Shinji Mikami left Tango Gameworks in 2023, started a new studio called Unbound, and Korean publisher Shift Up just bought the whole thing. That's the news. Here's why it matters.

Who Shift Up Is and Why This Is Interesting

If you played Stellar Blade, you know Shift Up. If you didn't, the short version: it's a Korean developer that made a game people either loved or argued about online, and it clearly has money and ambition. CEO Hyung-Tae Kim's company acquired Unbound by purchasing all of the studio's shares outright.

What Shift Up gets out of this is Mikami. Full stop. You don't buy a 50-person studio for the real estate.

Mikami's Track Record Is Genuinely Insane

Resident Evil 4. That's the one that matters most.

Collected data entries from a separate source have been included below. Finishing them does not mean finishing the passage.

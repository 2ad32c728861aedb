//! Error → HTTP response mapping.
//!
//! Every denial and validation failure passes through [`classify`], so the
//! not-found/forbidden split is applied the same way for every operation.

use axum::http::StatusCode;
use axum::response::{IntoResponse, Response};
use serde_json::json;

use forgetrack_auth::{AuthError, AuthzError};
use forgetrack_gateway::GatewayError;
use forgetrack_workflow::WorkflowError;

/// Status code and machine-readable error code for `err`.
pub fn classify(err: &GatewayError) -> (StatusCode, &'static str) {
    match err {
        GatewayError::Authz(AuthzError::NotFound) => (StatusCode::NOT_FOUND, "not_found"),
        GatewayError::Authz(AuthzError::Forbidden { .. }) => (StatusCode::FORBIDDEN, "forbidden"),
        GatewayError::Authz(AuthzError::InsufficientRole { .. }) => {
            (StatusCode::FORBIDDEN, "insufficient_role")
        }
        GatewayError::Workflow(WorkflowError::InvalidStatus { .. }) => {
            (StatusCode::UNPROCESSABLE_ENTITY, "invalid_status")
        }
        GatewayError::Workflow(WorkflowError::IncompatibleStatus { .. }) => {
            (StatusCode::BAD_REQUEST, "incompatible_status")
        }
        GatewayError::Workflow(WorkflowError::DefaultWorkflowExists(_)) => {
            (StatusCode::CONFLICT, "already_exists")
        }
        GatewayError::Workflow(WorkflowError::Validation(_)) => {
            (StatusCode::BAD_REQUEST, "validation_error")
        }
        GatewayError::Workflow(WorkflowError::NotFound) => (StatusCode::NOT_FOUND, "not_found"),
        GatewayError::Workflow(WorkflowError::Storage(_)) => {
            (StatusCode::INTERNAL_SERVER_ERROR, "store_error")
        }
        GatewayError::RoleAssignment(_) => (StatusCode::FORBIDDEN, "forbidden"),
        GatewayError::Validation(_) => (StatusCode::BAD_REQUEST, "validation_error"),
        GatewayError::Conflict(_) => (StatusCode::CONFLICT, "conflict"),
        GatewayError::Storage(_) => (StatusCode::INTERNAL_SERVER_ERROR, "store_error"),
    }
}

pub fn gateway_error_to_response(err: GatewayError) -> Response {
    let (status, code) = classify(&err);
    let message = match &err {
        GatewayError::Authz(AuthzError::NotFound) | GatewayError::Workflow(WorkflowError::NotFound) => {
            "not found".to_string()
        }
        GatewayError::Authz(AuthzError::Forbidden { message, .. }) => message.clone(),
        other => other.to_string(),
    };
    json_error(status, code, message)
}

pub fn auth_error_to_response(err: AuthError) -> Response {
    match err {
        AuthError::Storage(msg) => json_error(StatusCode::INTERNAL_SERVER_ERROR, "store_error", msg),
        other => json_error(StatusCode::UNAUTHORIZED, "unauthorized", other.to_string()),
    }
}

pub fn json_error(status: StatusCode, code: &'static str, message: impl Into<String>) -> Response {
    (
        status,
        axum::Json(json!({
            "error": code,
            "message": message.into(),
        })),
    )
        .into_response()
}

#[cfg(test)]
mod tests {
    use super::*;
    use forgetrack_auth::{DenialKind, Operation, Role};
    use forgetrack_core::OrganizationId;
    use forgetrack_workflow::StatusLabel;

    #[test]
    fn concealment_and_denials_map_apart() {
        assert_eq!(
            classify(&GatewayError::not_found()),
            (StatusCode::NOT_FOUND, "not_found")
        );
        assert_eq!(
            classify(&GatewayError::Authz(AuthzError::Forbidden {
                reason: DenialKind::TenantMismatch,
                message: "this ticket belongs to another organization".to_string(),
            })),
            (StatusCode::FORBIDDEN, "forbidden")
        );
        assert_eq!(
            classify(&GatewayError::Authz(AuthzError::InsufficientRole {
                role: Role::ReadAccess,
                operation: Operation::TicketDelete,
            })),
            (StatusCode::FORBIDDEN, "insufficient_role")
        );
    }

    #[test]
    fn workflow_failures() {
        let allowed = vec![StatusLabel::parse("TODO").unwrap()];
        assert_eq!(
            classify(&GatewayError::Workflow(WorkflowError::InvalidStatus {
                status: "NOPE".to_string(),
                allowed: allowed.clone(),
            }))
            .0,
            StatusCode::UNPROCESSABLE_ENTITY
        );
        assert_eq!(
            classify(&GatewayError::Workflow(WorkflowError::IncompatibleStatus {
                status: StatusLabel::parse("DONE").unwrap(),
                allowed,
            }))
            .0,
            StatusCode::BAD_REQUEST
        );
        assert_eq!(
            classify(&GatewayError::Workflow(WorkflowError::DefaultWorkflowExists(
                OrganizationId::new()
            ))),
            (StatusCode::CONFLICT, "already_exists")
        );
    }

    #[test]
    fn auth_failures_are_unauthorized() {
        let response = auth_error_to_response(AuthError::Inactive);
        assert_eq!(response.status(), StatusCode::UNAUTHORIZED);
        let response = auth_error_to_response(AuthError::Storage("down".to_string()));
        assert_eq!(response.status(), StatusCode::INTERNAL_SERVER_ERROR);
    }

    #[test]
    fn not_found_response_hides_detail() {
        let response = gateway_error_to_response(GatewayError::not_found());
        assert_eq!(response.status(), StatusCode::NOT_FOUND);
    }
}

If you've played it, you know. If you haven't, it's one of the most influential third-person action games ever made and still holds up decades later.

He co-founded PlatinumGames in 2007. He founded Tango Gameworks in 2010. Unbound is his third co-founded or founded studio. The man keeps building things. At this point the studio-founding is kind of its own genre.

He also mentored Hideki Kamiya at Capcom, which is its own legacy. The Bayonetta guy learned from the RE4 guy. That's the lineage.

What the Game Actually Looks Like

There's a promotional video and it has game assets in it. Office environment with tree-tendrils growing through it. Egyptian and gothic aesthetics mixed together. Spider-like creatures. That combination of architectural horror and biological wrongness is very much Mikami territory.

He described it as a fairly large game with full on-site involvement, which suggests this isn't a small experimental project. Unbound has been on a hiring spree for whatever this is. Fifty staff and growing points toward something substantial.

This could mean a proper survival horror game. The visuals are pointing that direction hard. Egyptian gothic with creeping organic horror is not a puzzle game aesthetic.

The AI Thing

The promotional video states AI was used in its production. That's going to bother some people and it's worth acknowledging. It doesn't tell us anything about the game itself, but it's the kind of detail that tends to generate noise.

Draw your own conclusions. I don't think a promo video's production pipeline tells you much about the game, but you can factor it in however you want.

Bottom Line

Mikami building something big and weird with Egyptian gothic spider horror aesthetics, backed by a publisher that clearly has resources and ambition. I want to play it. The visual direction alone is more interesting than most announced games right now.

No release window yet. No title. Just the acquisition news and some evocative footage. But Mikami building something large-scale after leaving Tango is worth paying attention to.